The Issue Whether the Respondent is in violation of Sections 479.07(1)(2)(3)(4) and (6), Florida Statutes; Sections 479.11(1)(2), Florida Statutes; and Section 479.02, Florida Statutes, which require a person to submit am application for a permit, pay permit fees, secure a permit before erecting any outdoor advertising sign. Such permit will not be granted if it is within the prohibited areas of Section 479.11, F.S., and are subject to removal under Section 479.02, F.S.; Section 479.17, F.S.; and Section 479.20, F.S.

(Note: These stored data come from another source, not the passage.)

impl fmt::Display for Type {
    fn fmt(&self, f: &mut fmt::Formatter<'_>) -> fmt::Result {
        if let TypeKind::Array(_) = self.kind() {
            write!(f, "{}", self.element())?;
            let mut node = self;
            while let TypeKind::Array(a) = node.kind() {
                for dim in 0..a.dimensions {
                    if dim == 0 && !node.annotations().is_empty() {
                        f.write_str(" ")?;
                        write_annotations(f, node.annotations())?;
                    }
                    f.write_str("[]")?;
                }
                node = &a.component;
            }
            return Ok(());
        }

        write_annotations(f, self.annotations())?;
        match self.kind() {
            TypeKind::Void => f.write_str("void"),
            TypeKind::Primitive(p) => f.write_str(p.name()),
            TypeKind::Class(name) => write!(f, "{}", name),
            TypeKind::Parameterized(p) => {
                match &p.owner {
                    Some(owner) => {
                        let full = p.name.to_string();
                        let local = full.rsplit('$').next().unwrap_or(&full);
                        write!(f, "{}.{}", owner, local)?;
                    }
                    None => write!(f, "{}", p.name)?,
                }
                if !p.arguments.is_empty() {
                    f.write_str("<")?;
                    for (i, argument) in p.arguments.iter().enumerate() {
                        if i > 0 {
                            f.write_str(", ")?;
                        }
                        write!(f, "{}", argument)?;
                    }
                    f.write_str(">")?;
                }
                Ok(())
            }
            TypeKind::TypeVariable(tv) => f.write_str(&tv.identifier),
            TypeKind::TypeVariableReference(r) => f.write_str(&r.identifier),
            TypeKind::UnresolvedTypeVariable(identifier) => f.write_str(identifier),
            TypeKind::Wildcard(WildcardBound::Unbounded) => f.write_str("?"),
            TypeKind::Wildcard(WildcardBound::Extends(t)) => write!(f, "? extends {}", t),
            TypeKind::Wildcard(WildcardBound::Super(t)) => write!(f, "? super {}", t),
            TypeKind::Array(_) => Ok(()),
        }
    }
}

impl fmt::Debug for Type {
    fn fmt(&self, f: &mut fmt::Formatter<'_>) -> fmt::Result {
        write!(f, "Type({})", self)
    }
}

Findings Of Fact No permit was applied for or secured for the following described signs: Copy: Chipley Motel Location: .15 miles east of State Road 273 (Orange Hill Highway) Highway: I-10 Copy: Chipley Motel Location: 3-9/10 miles east of State Road 77 Highway: U.S. 90 Copy: Chipley Motel Restaurant Location: 1-4/10 miles west of State Road 77, South side Highway: I-10 No permit was applied for before subject signs were erected and subject signs are nearer than 660 feet from the nearest edge of an interstate highway.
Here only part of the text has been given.